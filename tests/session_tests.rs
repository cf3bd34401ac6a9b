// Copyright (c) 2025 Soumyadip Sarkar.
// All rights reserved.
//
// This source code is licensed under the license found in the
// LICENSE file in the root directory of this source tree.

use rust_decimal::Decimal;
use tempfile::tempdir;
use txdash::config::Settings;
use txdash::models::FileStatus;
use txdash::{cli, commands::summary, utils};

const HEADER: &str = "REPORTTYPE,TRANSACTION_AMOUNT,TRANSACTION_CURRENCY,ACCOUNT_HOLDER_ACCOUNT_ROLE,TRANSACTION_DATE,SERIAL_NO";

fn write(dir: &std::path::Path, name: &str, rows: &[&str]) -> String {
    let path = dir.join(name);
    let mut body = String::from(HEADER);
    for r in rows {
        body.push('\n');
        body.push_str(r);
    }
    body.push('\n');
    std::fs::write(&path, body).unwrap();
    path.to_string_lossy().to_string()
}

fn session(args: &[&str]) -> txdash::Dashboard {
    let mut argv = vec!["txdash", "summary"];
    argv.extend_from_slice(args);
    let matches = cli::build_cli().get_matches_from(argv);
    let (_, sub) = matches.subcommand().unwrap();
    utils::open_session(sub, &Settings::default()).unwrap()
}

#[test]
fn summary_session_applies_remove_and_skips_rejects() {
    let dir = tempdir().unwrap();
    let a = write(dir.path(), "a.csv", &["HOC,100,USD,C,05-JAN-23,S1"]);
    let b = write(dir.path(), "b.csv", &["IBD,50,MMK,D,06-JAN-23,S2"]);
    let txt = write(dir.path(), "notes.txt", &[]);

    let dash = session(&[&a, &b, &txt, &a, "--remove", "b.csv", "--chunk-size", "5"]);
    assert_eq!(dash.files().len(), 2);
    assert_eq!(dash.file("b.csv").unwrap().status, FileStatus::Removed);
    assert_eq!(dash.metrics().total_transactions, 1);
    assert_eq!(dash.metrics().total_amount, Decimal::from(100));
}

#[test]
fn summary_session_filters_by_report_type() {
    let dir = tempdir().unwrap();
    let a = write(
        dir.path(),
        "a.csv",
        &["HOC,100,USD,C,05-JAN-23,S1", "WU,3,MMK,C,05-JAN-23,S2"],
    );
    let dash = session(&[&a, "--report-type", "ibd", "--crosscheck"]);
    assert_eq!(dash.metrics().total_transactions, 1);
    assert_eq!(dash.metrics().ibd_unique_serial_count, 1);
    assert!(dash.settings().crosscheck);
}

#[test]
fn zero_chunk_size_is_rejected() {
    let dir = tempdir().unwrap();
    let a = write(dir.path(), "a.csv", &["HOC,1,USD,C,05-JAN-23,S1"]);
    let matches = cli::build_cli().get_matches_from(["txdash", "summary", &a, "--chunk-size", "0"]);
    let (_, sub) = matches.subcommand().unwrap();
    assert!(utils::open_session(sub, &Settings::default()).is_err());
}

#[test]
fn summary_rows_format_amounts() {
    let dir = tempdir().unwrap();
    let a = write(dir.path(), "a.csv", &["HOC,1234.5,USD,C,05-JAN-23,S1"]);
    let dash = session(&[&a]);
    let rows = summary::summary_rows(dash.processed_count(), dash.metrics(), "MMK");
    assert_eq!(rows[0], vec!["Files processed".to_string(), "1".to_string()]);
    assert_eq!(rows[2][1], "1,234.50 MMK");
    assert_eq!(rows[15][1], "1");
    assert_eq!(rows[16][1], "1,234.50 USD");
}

────────────────

What you need to do: What you return should be the records above, repeated exactly.

Completed task:
filename tests/session_tests.rs
repository cf3bd34401ac6a9b
// Copyright (c) 2025 Soumyadip Sarkar.
// All rights reserved.
//
// This source code is licensed under the license found in the
// LICENSE file in the root directory of this source tree.

use rust_decimal::Decimal;
use tempfile::tempdir;
use txdash::config::Settings;
use txdash::models::FileStatus;
use txdash::{cli, commands::summary, utils};

const HEADER: &str = "REPORTTYPE,TRANSACTION_AMOUNT,TRANSACTION_CURRENCY,ACCOUNT_HOLDER_ACCOUNT_ROLE,TRANSACTION_DATE,SERIAL_NO";

fn write(dir: &std::path::Path, name: &str, rows: &[&str]) -> String {
    let path = dir.join(name);
    let mut body = String::from(HEADER);
    for r in rows {
        body.push('\n');
        body.push_str(r);
    }
    body.push('\n');
    std::fs::write(&path, body).unwrap();
    path.to_string_lossy().to_string()
}

fn session(args: &[&str]) -> txdash::Dashboard {
    let mut argv = vec!["txdash", "summary"];
    argv.extend_from_slice(args);
    let matches = cli::build_cli().get_matches_from(argv);
    let (_, sub) = matches.subcommand().unwrap();
    utils::open_session(sub, &Settings::default()).unwrap()
}

#[test]
fn summary_session_applies_remove_and_skips_rejects() {
    let dir = tempdir().unwrap();
    let a = write(dir.path(), "a.csv", &["HOC,100,USD,C,05-JAN-23,S1"]);
    let b = write(dir.path(), "b.csv", &["IBD,50,MMK,D,06-JAN-23,S2"]);
    let txt = write(dir.path(), "notes.txt", &[]);

    let dash = session(&[&a, &b, &txt, &a, "--remove", "b.csv", "--chunk-size", "5"]);
    assert_eq!(dash.files().len(), 2);
    assert_eq!(dash.file("b.csv").unwrap().status, FileStatus::Removed);
    assert_eq!(dash.metrics().total_transactions, 1);
    assert_eq!(dash.metrics().total_amount, Decimal::from(100));
}

#[test]
fn summary_session_filters_by_report_type() {
    let dir = tempdir().unwrap();
    let a = write(
        dir.path(),
        "a.csv",
        &["HOC,100,USD,C,05-JAN-23,S1", "WU,3,MMK,C,05-JAN-23,S2"],
    );
    let dash = session(&[&a, "--report-type", "ibd", "--crosscheck"]);
    assert_eq!(dash.metrics().total_transactions, 1);
    assert_eq!(dash.metrics().ibd_unique_serial_count, 1);
    assert!(dash.settings().crosscheck);
}

#[test]
fn zero_chunk_size_is_rejected() {
    let dir = tempdir().unwrap();
    let a = write(dir.path(), "a.csv", &["HOC,1,USD,C,05-JAN-23,S1"]);
    let matches = cli::build_cli().get_matches_from(["txdash", "summary", &a, "--chunk-size", "0"]);
    let (_, sub) = matches.subcommand().unwrap();
    assert!(utils::open_session(sub, &Settings::default()).is_err());
}

#[test]
fn summary_rows_format_amounts() {
    let dir = tempdir().unwrap();
    let a = write(dir.path(), "a.csv", &["HOC,1234.5,USD,C,05-JAN-23,S1"]);
    let dash = session(&[&a]);
    let rows = summary::summary_rows(dash.processed_count(), dash.metrics(), "MMK");
    assert_eq!(rows[0], vec!["Files processed".to_string(), "1".to_string()]);
    assert_eq!(rows[2][1], "1,234.50 MMK");
    assert_eq!(rows[15][1], "1");
    assert_eq!(rows[16][1], "1,234.50 USD");
}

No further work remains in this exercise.